COLUNA

Francisco Brito Cruz

Nem toda internet é big tech

Nem todo mundo que está na rede está no mesmo jogo. E nem todo mundo deve ser tratado do mesmo jeito

20 de Junho de 2025

Quando se fala em regulação das redes, parece que todo mundo já sabe do que estamos falando. E, quase sempre, o alvo imaginário são as grandes plataformas: redes sociais, buscadores, marketplaces e seus “algoritmos”. É o “capitalismo de vigilância”, o “tecnofeudalismo”, a envelopagem que se preferir. Em suma, o debate fica centrado nessas enormes empresas e seus poderes. De fato, o exercício desses poderes precisa prestar contas à sociedade. Mas tem personagens faltando nessa peça. Nem toda internet é big tech, agir como se fosse tem consequências.
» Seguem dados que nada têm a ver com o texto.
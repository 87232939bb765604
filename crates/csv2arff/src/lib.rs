//! csv2arff: convert CSV tables into ARFF relations.
//!
//! The whole source is read into memory, empty cells are replaced with `0`,
//! data cells are normalized (lower-cased, quotes escaped, text quoted), and
//! every column is scanned in full to decide whether it is `numeric` or
//! `nominal`. Nominal attributes are declared with their distinct values in
//! first-occurrence order.
//!
//! # Example
//!
//! ```no_run
//! let report = csv2arff::convert("data.csv", "data.arff", "My Data").unwrap();
//!
//! println!("{}", report.status_line());
//! println!("Attributes: {}", report.schema.attribute_count());
//! ```

pub mod error;
pub mod input;
pub mod normalize;
pub mod output;
pub mod schema;

mod converter;

pub use converter::{ConversionReport, ConverterConfig, TableConverter, convert};
pub use error::{ConvertError, Result};
pub use input::{DataTable, Parser, ParserConfig, SourceMetadata};
pub use schema::{Attribute, AttributeType, RelationSchema};
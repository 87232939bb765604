//! Table converter and public conversion API.

use std::fs;
use std::io;
use std::path::{Path, PathBuf};

use serde::Serialize;
use tracing::{debug, info};

use crate::error::{ConvertError, Result};
use crate::input::{DataTable, Parser, ParserConfig, SourceMetadata};
use crate::normalize::{fill_empty_cells, normalize_rows};
use crate::output::{ArffWriter, write_destination};
use crate::schema::RelationSchema;

/// Configuration for conversion.
#[derive(Debug, Clone, Default)]
pub struct ConverterConfig {
    /// Parser configuration.
    pub parser: ParserConfig,
}

/// Result of a successful conversion.
#[derive(Debug, Clone, Serialize)]
pub struct ConversionReport {
    /// Metadata about the source file.
    pub source: SourceMetadata,
    /// Destination that was written.
    pub destination: PathBuf,
    /// Inferred relation schema.
    pub schema: RelationSchema,
    /// Number of empty cells replaced with the placeholder.
    pub filled_cells: usize,
    /// Bytes written to the destination.
    pub bytes_written: usize,
}

impl ConversionReport {
    /// Human-readable success line.
    pub fn status_line(&self) -> String {
        format!(
            "'{}' was converted from '{}'",
            self.destination.display(),
            self.source.path.display()
        )
    }
}

/// Converts CSV tables into ARFF relations.
pub struct TableConverter {
    parser: Parser,
}

impl TableConverter {
    /// Create a converter with default configuration.
    pub fn new() -> Self {
        Self::with_config(ConverterConfig::default())
    }

    /// Create a converter with custom configuration.
    pub fn with_config(config: ConverterConfig) -> Self {
        Self {
            parser: Parser::with_config(config.parser),
        }
    }

    /// Convert `source` into an ARFF file at `destination`.
    ///
    /// The destination is only touched after the source has been read and
    /// the whole output rendered in memory. A destination that resolves to
    /// the source file is refused.
    pub fn convert(
        &self,
        source: impl AsRef<Path>,
        destination: impl AsRef<Path>,
        relation: &str,
    ) -> Result<ConversionReport> {
        let source = source.as_ref();
        let destination = destination.as_ref();

        let (table, metadata) = self.parser.parse_file(source)?;
        if is_same_file(source, destination) {
            return Err(ConvertError::DestinationWrite {
                path: destination.to_path_buf(),
                source: io::Error::new(
                    io::ErrorKind::InvalidInput,
                    "destination is the source file",
                ),
            });
        }
        let (schema, rendered, filled_cells) = Self::convert_with_stats(table, relation);

        write_destination(destination, &rendered)?;
        info!(
            source = %source.display(),
            destination = %destination.display(),
            attributes = schema.attribute_count(),
            instances = schema.instance_count,
            "conversion complete"
        );

        Ok(ConversionReport {
            source: metadata,
            destination: destination.to_path_buf(),
            schema,
            filled_cells,
            bytes_written: rendered.len(),
        })
    }

    /// Run the in-memory phases on an already loaded table and return the
    /// inferred schema with the rendered document.
    pub fn convert_table(table: DataTable, relation: &str) -> (RelationSchema, String) {
        let (schema, rendered, _) = Self::convert_with_stats(table, relation);
        (schema, rendered)
    }

    fn convert_with_stats(mut table: DataTable, relation: &str) -> (RelationSchema, String, usize) {
        let filled = fill_empty_cells(&mut table);
        debug!(filled, "substituted empty cells");

        normalize_rows(&mut table);
        debug!(rows = table.row_count(), "normalized data cells");

        let schema = RelationSchema::infer(relation, &table);
        debug!(
            numeric = schema.numeric_count(),
            nominal = schema.nominal_count(),
            "inferred attribute types"
        );

        let rendered = ArffWriter::new(&schema, &table).render();
        (schema, rendered, filled)
    }
}

impl Default for TableConverter {
    fn default() -> Self {
        Self::new()
    }
}

/// True if both paths resolve to the same existing file.
fn is_same_file(a: &Path, b: &Path) -> bool {
    match (fs::canonicalize(a), fs::canonicalize(b)) {
        (Ok(a), Ok(b)) => a == b,
        _ => false,
    }
}

/// Convert `source` into an ARFF file at `destination` with default settings.
pub fn convert(
    source: impl AsRef<Path>,
    destination: impl AsRef<Path>,
    relation: &str,
) -> Result<ConversionReport> {
    TableConverter::new().convert(source, destination, relation)
}
//! Destination rendering.

mod arff;

pub use arff::{ArffWriter, write_destination};
//! Core type definitions for schema representation.

use std::fmt;

use serde::Serialize;

/// Inferred type of an attribute.
#[derive(Debug, Clone, Copy, PartialEq, Eq, Hash, Serialize)]
#[serde(rename_all = "snake_case")]
pub enum AttributeType {
    /// Every data value reads as a float.
    Numeric,
    /// At least one value is text; enumerated by its distinct values.
    Nominal,
}

impl AttributeType {
    /// Returns true if this type is numeric.
    pub fn is_numeric(&self) -> bool {
        matches!(self, AttributeType::Numeric)
    }

    /// The keyword used for this type.
    pub fn as_str(&self) -> &'static str {
        match self {
            AttributeType::Numeric => "numeric",
            AttributeType::Nominal => "nominal",
        }
    }
}

impl fmt::Display for AttributeType {
    fn fmt(&self, f: &mut fmt::Formatter<'_>) -> fmt::Result {
        f.write_str(self.as_str())
    }
}
//! Relation-level schema.

use serde::Serialize;

use super::attribute::Attribute;
use crate::input::DataTable;

/// Schema for the whole relation.
#[derive(Debug, Clone, PartialEq, Serialize)]
pub struct RelationSchema {
    /// Relation name, emitted verbatim.
    pub name: String,
    /// Attributes in header column order.
    pub attributes: Vec<Attribute>,
    /// Number of data rows.
    pub instance_count: usize,
}

impl RelationSchema {
    /// Infer the schema of a table whose data cells are already normalized.
    pub fn infer(name: impl Into<String>, table: &DataTable) -> Self {
        let attributes = table
            .headers
            .iter()
            .enumerate()
            .map(|(position, header)| {
                Attribute::from_column(header.as_str(), position, table.column_values(position))
            })
            .collect();

        Self {
            name: name.into(),
            attributes,
            instance_count: table.row_count(),
        }
    }

    /// Get the number of attributes.
    pub fn attribute_count(&self) -> usize {
        self.attributes.len()
    }

    /// Get an attribute by name.
    pub fn get_attribute(&self, name: &str) -> Option<&Attribute> {
        self.attributes.iter().find(|a| a.name == name)
    }

    pub fn numeric_count(&self) -> usize {
        self.attributes
            .iter()
            .filter(|a| a.attribute_type.is_numeric())
            .count()
    }

    pub fn nominal_count(&self) -> usize {
        self.attribute_count() - self.numeric_count()
    }
}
No Brasil, a lei que organiza a governança da internet, o Marco Civil, não foi pensada exclusivamente para redes sociais ou para o Google. Ela vale para todo mundo que oferece qualquer tipo de serviço na internet. Debaixo do conceito de “provedor de aplicações de internet”, que é a categoria legal definida pelo Marco Civil, estão coisas muito diferentes. Está uma rede social, mas também está o site do seu condomínio. Está uma plataforma de vídeo, mas também aquele aplicativo que você usa para pedir um conserto em casa, ler um artigo, ouvir um podcast.

Além dos personagens de sempre, quem estamos esquecendo?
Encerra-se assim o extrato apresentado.